Petroleum coke (petcoke), a key input material for cement producers and a highly polluting fuel, is in the spotlight once again.

Given its favourable cost, most cement companies switched from coal to petcoke over the past few years. On an average, more than 70% of the fuel requirement of cement makers is met through petcoke. Petcoke usage in India posted a compound annual growth rate of 24% over fiscal years 2013 and 2017 (FY13-FY17 (see chart 1).

In a bid to control the high levels of pollution in Delhi and the National Capital Region (NCR), the Supreme Court on 24 October 2017 banned the use of petcoke and furnace oil in NCR effective from 1 November.

The apex court also made it clear that it would ban the use of these fuels in the neighbouring states of Rajasthan, Haryana and Uttar Pradesh if their governments did not prohibit their use in industries by 1 November.

Of the three, the state of Rajasthan is significant from the perspective of cement production.
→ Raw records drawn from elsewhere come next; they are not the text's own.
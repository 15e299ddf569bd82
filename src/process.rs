//! # Process control: the seam between the engine and the operating system.
//!
//! [`ProcessControl`] exposes the three primitives supervision needs:
//! - [`spawn`](ProcessControl::spawn) launches a command with no arguments,
//! - [`signal`](ProcessControl::signal) delivers a signal to a pid,
//! - [`reap`](ProcessControl::reap) collects one exited child without blocking.
//!
//! [`UnixProcesses`] is the real implementation (std `Command` for fork/exec, `nix`
//! for `kill(2)` and `waitpid(2)`). Tests substitute their own implementation.

use std::io;
use std::process::{Command, Stdio};

use nix::errno::Errno;
use nix::sys::signal::{self, Signal};
use nix::sys::wait::{WaitPidFlag, WaitStatus, waitpid};
use nix::unistd::Pid;
use thiserror::Error;

/// How a collected child terminated.
#[derive(Debug, Clone, Copy, PartialEq, Eq)]
pub enum ExitStatus {
    /// Normal exit with the given status code.
    Exited(i32),
    /// Terminated by a signal.
    Signaled(Signal),
}

/// Outcome of one non-blocking collection attempt.
#[derive(Debug, Clone, Copy, PartialEq, Eq)]
pub enum Reaped {
    /// A child terminated and was collected.
    Child { pid: Pid, status: ExitStatus },
    /// Nothing to collect right now (children still alive, or no children at all).
    Nothing,
    /// Collection failed for another reason.
    Failed(Errno),
}

/// Launch failure for a service command.
#[derive(Error, Debug)]
pub enum SpawnError {
    /// The program could not be loaded (missing, not executable, ...). Retried.
    #[error("failed to load program: {0}")]
    Exec(#[source] io::Error),
    /// The process could not be created. Fatal.
    #[error("unable to spawn a new process: {0}")]
    Resources(#[source] io::Error),
}

impl SpawnError {
    /// Classifies an error returned by `Command::spawn`.
    pub fn classify(err: io::Error) -> Self {
        match err.kind() {
            io::ErrorKind::NotFound | io::ErrorKind::PermissionDenied => SpawnError::Exec(err),
            _ if err.raw_os_error() == Some(Errno::ENOEXEC as i32) => SpawnError::Exec(err),
            _ => SpawnError::Resources(err),
        }
    }
}

/// Operating-system primitives used by the supervisor.
///
/// Implementations must be callable from the foreground loop (`spawn`, `signal`)
/// and from the notification watcher task (`reap`) concurrently.
pub trait ProcessControl: Send + Sync + 'static {
    /// Launches `command` with no arguments; returns the new process id.
    ///
    /// [`SpawnError::Exec`] means the process existed but its program could not be
    /// loaded; the supervisor treats it as an immediate exit. Only
    /// [`SpawnError::Resources`] is fatal.
    fn spawn(&self, command: &str) -> Result<Pid, SpawnError>;

    /// Sends `sig` to `pid`.
    fn signal(&self, pid: Pid, sig: Signal) -> Result<(), Errno>;

    /// Collects at most one terminated child without blocking.
    fn reap(&self) -> Reaped;
}

/// [`ProcessControl`] backed by the real operating system.
#[derive(Debug, Default, Clone, Copy)]
pub struct UnixProcesses;

impl UnixProcesses {
    /// Construct a new [`UnixProcesses`].
    #[must_use]
    pub fn new() -> Self {
        Self
    }
}

impl ProcessControl for UnixProcesses {
    fn spawn(&self, command: &str) -> Result<Pid, SpawnError> {
        // The `Child` handle is dropped on purpose: exits are collected by `reap`.
        let child = Command::new(command)
            .stdin(Stdio::inherit())
            .stdout(Stdio::inherit())
            .stderr(Stdio::inherit())
            .spawn()
            .map_err(SpawnError::classify)?;

        let raw = i32::try_from(child.id())
            .map_err(|_| SpawnError::Resources(io::Error::other("pid out of range")))?;
        Ok(Pid::from_raw(raw))
    }

    fn signal(&self, pid: Pid, sig: Signal) -> Result<(), Errno> {
        signal::kill(pid, sig)
    }

    fn reap(&self) -> Reaped {
        loop {
            return match waitpid(None, Some(WaitPidFlag::WNOHANG)) {
                Ok(WaitStatus::Exited(pid, code)) => Reaped::Child {
                    pid,
                    status: ExitStatus::Exited(code),
                },
                Ok(WaitStatus::Signaled(pid, sig, _core)) => Reaped::Child {
                    pid,
                    status: ExitStatus::Signaled(sig),
                },
                Ok(WaitStatus::StillAlive) => Reaped::Nothing,
                // Stop/continue reports are not terminations.
                Ok(_) => continue,
                Err(Errno::ECHILD) => Reaped::Nothing,
                Err(Errno::EINTR) => continue,
                Err(e) => Reaped::Failed(e),
            };
        }
    }
}
//! # Shutdown sequencer: bounded-time escalation.
//!
//! Entered once termination is requested. Each sweep signals every service still
//! believed running; the signal depends on how long shutdown has lasted:
//!
//! ```text
//! elapsed <= shutdown_timeout        → SIGTERM            (graceful)
//! elapsed <= forceful_deadline()     → SIGKILL            (forceful, announced once)
//! beyond                             → give up            (ShutdownAborted, exit 5)
//! ```
//!
//! Per-service outcome of a sweep:
//! - delivered      → `SignalSent`
//! - `ESRCH`        → service marked stopped, `ServiceAlreadyDown`
//! - other error    → `SignalFailed`, retried on the next sweep
//!
//! Sweeps repeat every `kill_interval` until every service is stopped.

use nix::errno::Errno;
use nix::sys::signal::Signal;
use tokio::time::Instant;

use crate::core::config::{Config, Phase};
use crate::events::{Event, EventKind};
use crate::process::ProcessControl;
use crate::registry::Registry;
use crate::subscribers::SubscriberSet;

/// Phase tracker measured from the moment shutdown began.
pub(crate) struct Sequencer {
    started: Instant,
    escalated: bool,
}

impl Sequencer {
    /// Starts the clock and announces the graceful phase.
    pub(crate) fn begin(cfg: &Config, subs: &SubscriberSet) -> Self {
        subs.emit(
            Event::new(EventKind::ShutdownInitiated)
                .with_signal(Signal::SIGTERM)
                .with_timeout(cfg.shutdown_timeout),
        );
        Self {
            started: Instant::now(),
            escalated: false,
        }
    }

    /// Phase for a sweep happening now; announces escalation the first time.
    pub(crate) fn phase(&mut self, cfg: &Config, subs: &SubscriberSet) -> Phase {
        let phase = cfg.phase_at(self.started.elapsed());
        if phase == Phase::Forceful && !self.escalated {
            self.escalated = true;
            subs.emit(Event::new(EventKind::ShutdownEscalated).with_signal(Signal::SIGKILL));
        }
        phase
    }
}

/// Sends `sig` to every running service once.
pub(crate) fn sweep(
    registry: &mut Registry,
    processes: &dyn ProcessControl,
    sig: Signal,
    subs: &SubscriberSet,
) {
    for (id, pid) in registry.running() {
        let service = registry.get(id).command().to_owned();
        let event = match processes.signal(pid, sig) {
            Ok(()) => Event::new(EventKind::SignalSent).with_signal(sig),
            Err(Errno::ESRCH) => {
                registry.mark_stopped(id);
                Event::new(EventKind::ServiceAlreadyDown)
            }
            Err(e) => Event::new(EventKind::SignalFailed)
                .with_signal(sig)
                .with_reason(e.desc()),
        };
        subs.emit(event.with_service(service).with_pid(pid));
    }
}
It accounts for 12% of the country’s overall limestone reserves, hence several integrated/clinkerization units are situated there. Thankfully, only the districts of Alwar and Bharatpur in Rajasthan fall in NCR. Since no cement companies have integrated plants there, cement makers can heave a sigh of relief for now, say analysts.

In case this order on polluting fuels is extended to the whole state over a period of time, then certain regional cement makers would have to bear a higher brunt on their operating margins compared to pan-India cement producers. As chart 2 shows, companies with high exposure to Rajasthan include Shree Cement Ltd (72%), JK Lakshmi Cement Ltd (78%) and JKCement Ltd (71%).
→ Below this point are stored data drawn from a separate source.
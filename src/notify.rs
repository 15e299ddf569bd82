//! # Notification channel: OS signals turned into typed messages.
//!
//! The [`Watcher`] owns the signal streams (SIGCHLD, SIGINT, SIGTERM) and runs as a
//! dedicated task. It never touches supervisor state: everything it learns is sent
//! as a [`Notification`] on a single ordered channel that the foreground loop
//! drains at its suspension points.
//!
//! ## Flow
//! ```text
//! SIGINT / SIGTERM ──► TerminationRequested { signal }
//! SIGCHLD ──► reap() until Nothing ──► ChildExited { pid, status } (one per child)
//!                                 └──► ReapFailed { error }        (collection error)
//! stream ended ──► RearmFailed { signal } ──► watcher exits
//! ```
//!
//! ## Rules
//! - All collectable children are drained per SIGCHLD wake-up; coalesced signals
//!   never leave an exit uncollected.
//! - The watcher stops when its cancellation token fires or the receiver is dropped.

use std::sync::Arc;

use nix::errno::Errno;
use nix::sys::signal::Signal;
use nix::unistd::Pid;
use tokio::signal::unix::{SignalKind, signal};
use tokio::sync::mpsc;
use tokio::task::JoinHandle;
use tokio_util::sync::CancellationToken;

use crate::error::RuntimeError;
use crate::process::{ExitStatus, ProcessControl, Reaped};

/// Asynchronous OS event, delivered to the supervision loop.
#[derive(Debug, Clone, Copy, PartialEq, Eq)]
pub enum Notification {
    /// A child process terminated and was collected.
    ChildExited { pid: Pid, status: ExitStatus },
    /// The supervisor was asked to terminate.
    TerminationRequested { signal: Signal },
    /// A child-exit wake-up could not collect its child.
    ReapFailed { error: Errno },
    /// A signal stream ended; notifications can no longer be delivered.
    RearmFailed { signal: Signal },
}

/// Installed notification source and its receiving end.
pub struct Watcher {
    rx: mpsc::Receiver<Notification>,
    handle: JoinHandle<()>,
    token: CancellationToken,
}

impl Watcher {
    /// Registers the signal streams and spawns the watcher task.
    ///
    /// Must be called from within a tokio runtime. Registration failure is the
    /// fatal [`RuntimeError::NotifyInstall`].
    pub fn install(
        processes: Arc<dyn ProcessControl>,
        capacity: usize,
    ) -> Result<Self, RuntimeError> {
        let install = |kind: SignalKind, sig: Signal| {
            signal(kind).map_err(|source| RuntimeError::NotifyInstall {
                signal: sig,
                source,
            })
        };
        let mut sigchld = install(SignalKind::child(), Signal::SIGCHLD)?;
        let mut sigint = install(SignalKind::interrupt(), Signal::SIGINT)?;
        let mut sigterm = install(SignalKind::terminate(), Signal::SIGTERM)?;

        let (tx, rx) = mpsc::channel(capacity.max(1));
        let token = CancellationToken::new();
        let stop = token.clone();

        let handle = tokio::spawn(async move {
            loop {
                let sent = tokio::select! {
                    _ = stop.cancelled() => break,
                    got = sigchld.recv() => match got {
                        Some(()) => drain_children(processes.as_ref(), &tx).await,
                        None => rearm_failed(&tx, Signal::SIGCHLD).await,
                    },
                    got = sigint.recv() => match got {
                        Some(()) => terminate(&tx, Signal::SIGINT).await,
                        None => rearm_failed(&tx, Signal::SIGINT).await,
                    },
                    got = sigterm.recv() => match got {
                        Some(()) => terminate(&tx, Signal::SIGTERM).await,
                        None => rearm_failed(&tx, Signal::SIGTERM).await,
                    },
                };
                if !sent {
                    break;
                }
            }
        });

        Ok(Self { rx, handle, token })
    }

    /// Splits the watcher into its receiver and a guard stopping the task on drop.
    pub fn into_parts(self) -> (mpsc::Receiver<Notification>, WatcherGuard) {
        (
            self.rx,
            WatcherGuard {
                handle: self.handle,
                token: self.token,
            },
        )
    }
}

/// Stops the watcher task when dropped.
pub struct WatcherGuard {
    handle: JoinHandle<()>,
    token: CancellationToken,
}

impl Drop for WatcherGuard {
    fn drop(&mut self) {
        self.token.cancel();
        self.handle.abort();
    }
}

/// Collects every terminated child; returns false once the receiver is gone.
pub async fn drain_children(
    processes: &dyn ProcessControl,
    tx: &mpsc::Sender<Notification>,
) -> bool {
    loop {
        let msg = match processes.reap() {
            Reaped::Child { pid, status } => Notification::ChildExited { pid, status },
            Reaped::Nothing => return true,
            Reaped::Failed(error) => {
                return tx.send(Notification::ReapFailed { error }).await.is_ok();
            }
        };
        if tx.send(msg).await.is_err() {
            return false;
        }
    }
}

async fn terminate(tx: &mpsc::Sender<Notification>, signal: Signal) -> bool {
    tx.send(Notification::TerminationRequested { signal })
        .await
        .is_ok()
}

async fn rearm_failed(tx: &mpsc::Sender<Notification>, signal: Signal) -> bool {
    let _ = tx.send(Notification::RearmFailed { signal }).await;
    false
}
Meanwhile, the Environmental Pollution (Prevention and Control) Authority for NCR has recommended that the use of petcoke be allowed in cement plants where emissions can be controlled. Subsequent orders from the Supreme Court and/or states on this matter would be keenly watched.
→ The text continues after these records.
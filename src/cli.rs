//! Command-line interface of the `pidvisor` binary.
//!
//! Every tunable can be given as a flag or through a `PIDVISOR_*` environment
//! variable; durations are whole seconds.

use std::time::Duration;

use clap::Parser;

use crate::core::Config;
use crate::logging::DEFAULT_TAG;

/// Minimal PID 1 supervisor: keeps services running, stops them in bounded time.
#[derive(Parser, Debug, Clone)]
#[command(name = "pidvisor", version, about)]
pub struct Cli {
    /// Graceful phase length in seconds (SIGTERM sweeps).
    #[arg(long, env = "PIDVISOR_SHUTDOWN_TIMEOUT", default_value_t = 60, value_name = "SECS")]
    pub shutdown_timeout: u64,

    /// Seconds between two shutdown sweeps.
    #[arg(long, env = "PIDVISOR_KILL_INTERVAL", default_value_t = 10, value_name = "SECS")]
    pub kill_interval: u64,

    /// Forceful phase length, counted in kill intervals.
    #[arg(long, env = "PIDVISOR_ESCALATION_WINDOWS", default_value_t = 2, value_name = "N")]
    pub escalation_windows: u32,

    /// Steady-state poll interval in seconds.
    #[arg(long, env = "PIDVISOR_POLL_INTERVAL", default_value_t = 300, value_name = "SECS")]
    pub poll_interval: u64,

    /// Pause in seconds before (re)starting services.
    #[arg(long, env = "PIDVISOR_SETTLE_INTERVAL", default_value_t = 1, value_name = "SECS")]
    pub settle_interval: u64,

    /// Prefix of every log line.
    #[arg(long, env = "PIDVISOR_LOG_TAG", default_value = DEFAULT_TAG)]
    pub log_tag: String,

    /// Executables to supervise, launched without arguments.
    #[arg(required = true, num_args = 1.., value_name = "COMMAND")]
    pub commands: Vec<String>,
}

impl Cli {
    /// Runtime configuration described by the flags.
    pub fn to_config(&self) -> Config {
        Config {
            shutdown_timeout: Duration::from_secs(self.shutdown_timeout),
            kill_interval: Duration::from_secs(self.kill_interval),
            escalation_windows: self.escalation_windows,
            poll_interval: Duration::from_secs(self.poll_interval),
            settle_interval: Duration::from_secs(self.settle_interval),
            ..Config::default()
        }
    }
}
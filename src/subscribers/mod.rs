//! # Event subscribers for the pidvisor runtime.
//!
//! This module provides the [`Subscribe`] trait, the [`SubscriberSet`] fan-out and
//! the built-in [`LogWriter`].
//!
//! ## Architecture
//! ```text
//! Supervisor ── emit(Event) ──► SubscriberSet
//!                                  │
//!                        ┌─────────┼─────────┐
//!                        ▼         ▼         ▼
//!                    LogWriter   Custom     ...
//! ```

mod embedded;
mod set;
mod subscribe;

pub use embedded::LogWriter;
pub use set::SubscriberSet;
pub use subscribe::Subscribe;
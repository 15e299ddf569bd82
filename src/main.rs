//! `pidvisor` binary: parse flags, install logging, supervise, map the outcome to
//! an exit status.

use std::process::ExitCode;
use std::sync::Arc;

use clap::Parser;
use pidvisor::{LogWriter, Subscribe, Supervisor, cli::Cli, exit, logging};

const BUILD_DATE: &str = match option_env!("PIDVISOR_BUILD_DATE") {
    Some(date) => date,
    None => "unknown",
};

fn main() -> ExitCode {
    let parsed = Cli::try_parse();

    // The banner precedes the usage check, so the tag comes from the environment
    // when the flags did not parse.
    let tag = match &parsed {
        Ok(cli) => cli.log_tag.clone(),
        Err(_) => std::env::var("PIDVISOR_LOG_TAG")
            .unwrap_or_else(|_| logging::DEFAULT_TAG.to_string()),
    };
    if let Err(e) = logging::init(&tag) {
        eprintln!("{tag}: failed to install logger: {e}");
    }
    tracing::info!("pidvisor {} (built {BUILD_DATE})", env!("CARGO_PKG_VERSION"));

    let cli = match parsed {
        Ok(cli) => cli,
        Err(e) => {
            let _ = e.print();
            return if e.use_stderr() {
                ExitCode::from(exit::USAGE)
            } else {
                ExitCode::from(exit::CLEAN)
            };
        }
    };
    tracing::info!("supervising {} services", cli.commands.len());

    let rt = match tokio::runtime::Builder::new_current_thread()
        .enable_all()
        .build()
    {
        Ok(rt) => rt,
        Err(e) => {
            tracing::error!("failed to start runtime: {e}");
            return ExitCode::from(exit::ALLOCATION);
        }
    };

    let code = rt.block_on(async move {
        let subs: Vec<Arc<dyn Subscribe>> = vec![Arc::new(LogWriter::new())];
        let sup = match Supervisor::builder(cli.to_config())
            .with_subscribers(subs)
            .build(cli.commands)
        {
            Ok(sup) => sup,
            Err(e) => {
                tracing::error!("{e} [{}]", e.as_label());
                return e.exit_code();
            }
        };

        match sup.run().await {
            Ok(()) => exit::CLEAN,
            Err(e) => {
                tracing::debug!("supervision ended: {e} [{}]", e.as_label());
                e.exit_code()
            }
        }
    });

    ExitCode::from(code)
}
On the flip side, there will be a material impact on the cement sector if the government decides to increase the cost of petcoke to reduce its attractiveness, in-line with the cess applicable on coal in the country, broking firm JM Financial Institutional Securities Ltd cautioned in a report. A clean environment cess of Rs400 per tonne is currently levied on coal.

In the September quarter of FY18, operating costs of most cement companies surged on a year-on-year basis, largely due to elevated petcoke prices. Currently, the petcoke price is hovering around $105 per tonne.